Using the listing below, set down exactly the lines starting at the line that contains "status represents success" and ending at the line that contains "let stdout = String::from_utf8_lossy(stdout);", both included, and no others.
▬▬▬▬▬▬
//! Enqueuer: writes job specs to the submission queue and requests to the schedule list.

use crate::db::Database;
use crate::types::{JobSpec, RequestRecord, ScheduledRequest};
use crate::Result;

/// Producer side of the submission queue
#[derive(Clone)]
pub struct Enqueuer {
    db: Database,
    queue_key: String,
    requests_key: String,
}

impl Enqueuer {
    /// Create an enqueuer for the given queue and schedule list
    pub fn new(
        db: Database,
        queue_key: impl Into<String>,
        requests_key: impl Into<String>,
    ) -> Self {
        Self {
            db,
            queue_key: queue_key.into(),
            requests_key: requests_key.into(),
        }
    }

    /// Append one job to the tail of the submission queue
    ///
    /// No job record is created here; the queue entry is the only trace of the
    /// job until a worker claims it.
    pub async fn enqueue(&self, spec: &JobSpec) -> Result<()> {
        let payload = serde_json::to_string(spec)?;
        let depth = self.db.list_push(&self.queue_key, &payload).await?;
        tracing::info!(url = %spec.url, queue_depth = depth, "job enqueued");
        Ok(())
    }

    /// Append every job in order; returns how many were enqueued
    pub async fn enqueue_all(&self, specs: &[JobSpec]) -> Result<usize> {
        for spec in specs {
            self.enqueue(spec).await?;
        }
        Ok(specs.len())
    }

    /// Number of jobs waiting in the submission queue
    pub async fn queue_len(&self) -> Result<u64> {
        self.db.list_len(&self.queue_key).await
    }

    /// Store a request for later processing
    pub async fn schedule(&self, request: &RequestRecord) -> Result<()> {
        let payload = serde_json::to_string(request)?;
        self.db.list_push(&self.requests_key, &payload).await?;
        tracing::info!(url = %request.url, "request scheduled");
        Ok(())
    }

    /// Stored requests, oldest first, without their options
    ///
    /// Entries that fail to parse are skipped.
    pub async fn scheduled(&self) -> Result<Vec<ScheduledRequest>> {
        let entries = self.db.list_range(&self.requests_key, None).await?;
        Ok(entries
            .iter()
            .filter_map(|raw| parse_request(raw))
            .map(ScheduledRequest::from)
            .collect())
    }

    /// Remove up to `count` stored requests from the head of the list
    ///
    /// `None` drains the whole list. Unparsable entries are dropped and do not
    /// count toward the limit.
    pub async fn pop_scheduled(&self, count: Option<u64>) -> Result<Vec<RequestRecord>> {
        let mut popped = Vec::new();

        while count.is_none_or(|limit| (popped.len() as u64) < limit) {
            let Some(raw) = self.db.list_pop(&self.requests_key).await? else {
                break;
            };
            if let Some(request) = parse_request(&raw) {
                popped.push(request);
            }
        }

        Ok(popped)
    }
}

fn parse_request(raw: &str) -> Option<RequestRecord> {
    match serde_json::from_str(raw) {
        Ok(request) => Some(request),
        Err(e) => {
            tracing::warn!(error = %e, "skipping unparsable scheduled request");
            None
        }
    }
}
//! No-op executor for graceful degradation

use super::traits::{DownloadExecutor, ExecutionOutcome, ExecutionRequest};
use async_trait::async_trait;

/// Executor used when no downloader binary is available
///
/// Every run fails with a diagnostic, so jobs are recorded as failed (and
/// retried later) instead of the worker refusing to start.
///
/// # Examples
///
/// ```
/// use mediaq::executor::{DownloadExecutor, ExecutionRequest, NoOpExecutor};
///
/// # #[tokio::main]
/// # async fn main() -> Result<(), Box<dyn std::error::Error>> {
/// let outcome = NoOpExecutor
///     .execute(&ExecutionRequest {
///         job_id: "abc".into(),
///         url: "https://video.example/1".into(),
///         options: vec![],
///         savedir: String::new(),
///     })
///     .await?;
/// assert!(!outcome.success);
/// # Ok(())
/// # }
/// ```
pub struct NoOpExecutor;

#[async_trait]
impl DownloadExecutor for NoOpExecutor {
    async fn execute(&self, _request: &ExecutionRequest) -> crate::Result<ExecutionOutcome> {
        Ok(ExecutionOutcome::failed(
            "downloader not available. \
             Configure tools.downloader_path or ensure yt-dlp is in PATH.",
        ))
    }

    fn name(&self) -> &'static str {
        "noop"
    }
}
▬▬▬▬▬▬
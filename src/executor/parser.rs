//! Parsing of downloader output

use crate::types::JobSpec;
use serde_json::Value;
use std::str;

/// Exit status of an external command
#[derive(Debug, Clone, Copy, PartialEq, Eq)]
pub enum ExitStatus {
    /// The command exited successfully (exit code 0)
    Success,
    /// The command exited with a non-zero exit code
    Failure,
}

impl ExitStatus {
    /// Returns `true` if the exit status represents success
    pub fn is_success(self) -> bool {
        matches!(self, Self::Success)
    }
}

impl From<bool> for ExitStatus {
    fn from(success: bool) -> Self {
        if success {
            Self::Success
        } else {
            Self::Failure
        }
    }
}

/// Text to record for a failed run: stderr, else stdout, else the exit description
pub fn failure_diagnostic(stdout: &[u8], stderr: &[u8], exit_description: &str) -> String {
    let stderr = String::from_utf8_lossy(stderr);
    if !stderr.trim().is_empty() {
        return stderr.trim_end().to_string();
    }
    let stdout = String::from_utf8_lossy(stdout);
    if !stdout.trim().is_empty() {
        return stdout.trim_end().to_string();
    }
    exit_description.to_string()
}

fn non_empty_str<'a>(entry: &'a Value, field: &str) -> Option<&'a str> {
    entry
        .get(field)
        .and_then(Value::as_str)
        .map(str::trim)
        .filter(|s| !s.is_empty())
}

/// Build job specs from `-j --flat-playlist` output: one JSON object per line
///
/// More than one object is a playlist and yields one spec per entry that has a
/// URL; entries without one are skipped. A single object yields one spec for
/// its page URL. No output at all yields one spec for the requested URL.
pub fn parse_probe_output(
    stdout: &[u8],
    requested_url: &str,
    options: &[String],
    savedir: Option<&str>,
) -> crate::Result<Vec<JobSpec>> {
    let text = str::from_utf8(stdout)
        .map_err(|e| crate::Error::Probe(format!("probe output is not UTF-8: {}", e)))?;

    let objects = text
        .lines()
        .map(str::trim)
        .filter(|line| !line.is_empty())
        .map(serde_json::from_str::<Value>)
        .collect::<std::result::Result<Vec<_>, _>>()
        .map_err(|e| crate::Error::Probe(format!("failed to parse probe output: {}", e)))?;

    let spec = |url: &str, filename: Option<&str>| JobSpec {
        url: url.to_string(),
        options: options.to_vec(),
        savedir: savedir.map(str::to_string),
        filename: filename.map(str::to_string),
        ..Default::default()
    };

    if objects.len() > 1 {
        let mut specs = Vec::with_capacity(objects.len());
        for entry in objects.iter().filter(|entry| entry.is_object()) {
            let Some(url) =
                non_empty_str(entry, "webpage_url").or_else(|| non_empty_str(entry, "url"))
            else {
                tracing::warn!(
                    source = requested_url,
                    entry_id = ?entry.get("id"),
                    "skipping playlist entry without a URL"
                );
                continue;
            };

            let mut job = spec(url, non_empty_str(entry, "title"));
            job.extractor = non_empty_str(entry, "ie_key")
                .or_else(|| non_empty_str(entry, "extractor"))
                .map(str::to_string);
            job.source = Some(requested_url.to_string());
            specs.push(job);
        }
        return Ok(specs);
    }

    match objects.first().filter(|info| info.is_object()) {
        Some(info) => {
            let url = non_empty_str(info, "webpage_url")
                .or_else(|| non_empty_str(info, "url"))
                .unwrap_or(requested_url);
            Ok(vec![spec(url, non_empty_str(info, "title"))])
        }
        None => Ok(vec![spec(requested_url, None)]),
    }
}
▬▬▬▬▬▬
Answer below -
    /// Returns `true` if the exit status represents success
    pub fn is_success(self) -> bool {
        matches!(self, Self::Success)
    }
}

impl From<bool> for ExitStatus {
    fn from(success: bool) -> Self {
        if success {
            Self::Success
        } else {
            Self::Failure
        }
    }
}

/// Text to record for a failed run: stderr, else stdout, else the exit description
pub fn failure_diagnostic(stdout: &[u8], stderr: &[u8], exit_description: &str) -> String {
    let stderr = String::from_utf8_lossy(stderr);
    if !stderr.trim().is_empty() {
        return stderr.trim_end().to_string();
    }
    let stdout = String::from_utf8_lossy(stdout);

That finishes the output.